TASK PROMPT:
Keep only the lines from the top of the listing through the one with "assert_eq!(schema_version(&conn), latest_version());", and reproduce them unaltered.

INPUT:
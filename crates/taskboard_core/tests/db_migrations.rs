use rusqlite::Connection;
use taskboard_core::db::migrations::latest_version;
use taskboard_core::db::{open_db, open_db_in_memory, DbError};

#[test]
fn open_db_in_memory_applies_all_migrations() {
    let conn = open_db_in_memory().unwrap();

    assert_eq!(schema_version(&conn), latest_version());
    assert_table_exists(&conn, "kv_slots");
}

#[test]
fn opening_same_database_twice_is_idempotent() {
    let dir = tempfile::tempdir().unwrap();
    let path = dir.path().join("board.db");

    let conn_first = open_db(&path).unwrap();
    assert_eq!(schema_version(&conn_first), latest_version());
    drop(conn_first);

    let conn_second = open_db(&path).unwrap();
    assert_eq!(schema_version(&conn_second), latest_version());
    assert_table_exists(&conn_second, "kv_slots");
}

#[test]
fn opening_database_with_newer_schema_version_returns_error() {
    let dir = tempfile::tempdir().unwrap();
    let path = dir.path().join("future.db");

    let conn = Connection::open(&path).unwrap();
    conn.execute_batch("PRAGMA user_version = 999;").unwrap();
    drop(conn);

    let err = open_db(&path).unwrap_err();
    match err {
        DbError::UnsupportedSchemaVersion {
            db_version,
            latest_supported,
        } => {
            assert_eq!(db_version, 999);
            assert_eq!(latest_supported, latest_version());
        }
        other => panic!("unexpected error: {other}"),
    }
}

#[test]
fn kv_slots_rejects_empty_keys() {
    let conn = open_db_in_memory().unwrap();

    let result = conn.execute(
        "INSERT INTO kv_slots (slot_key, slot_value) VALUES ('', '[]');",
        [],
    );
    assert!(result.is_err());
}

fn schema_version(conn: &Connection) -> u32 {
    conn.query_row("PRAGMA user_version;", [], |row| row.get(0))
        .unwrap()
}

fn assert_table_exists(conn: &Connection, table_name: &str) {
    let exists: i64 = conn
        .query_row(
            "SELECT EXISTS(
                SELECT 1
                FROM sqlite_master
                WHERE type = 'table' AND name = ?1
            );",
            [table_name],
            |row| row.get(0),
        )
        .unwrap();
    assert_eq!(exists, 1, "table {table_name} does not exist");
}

EXERCISE RESULT:
filename crates/taskboard_core/tests/db_migrations.rs
use rusqlite::Connection;
use taskboard_core::db::migrations::latest_version;
use taskboard_core::db::{open_db, open_db_in_memory, DbError};

#[test]
fn open_db_in_memory_applies_all_migrations() {
    let conn = open_db_in_memory().unwrap();

    assert_eq!(schema_version(&conn), latest_version());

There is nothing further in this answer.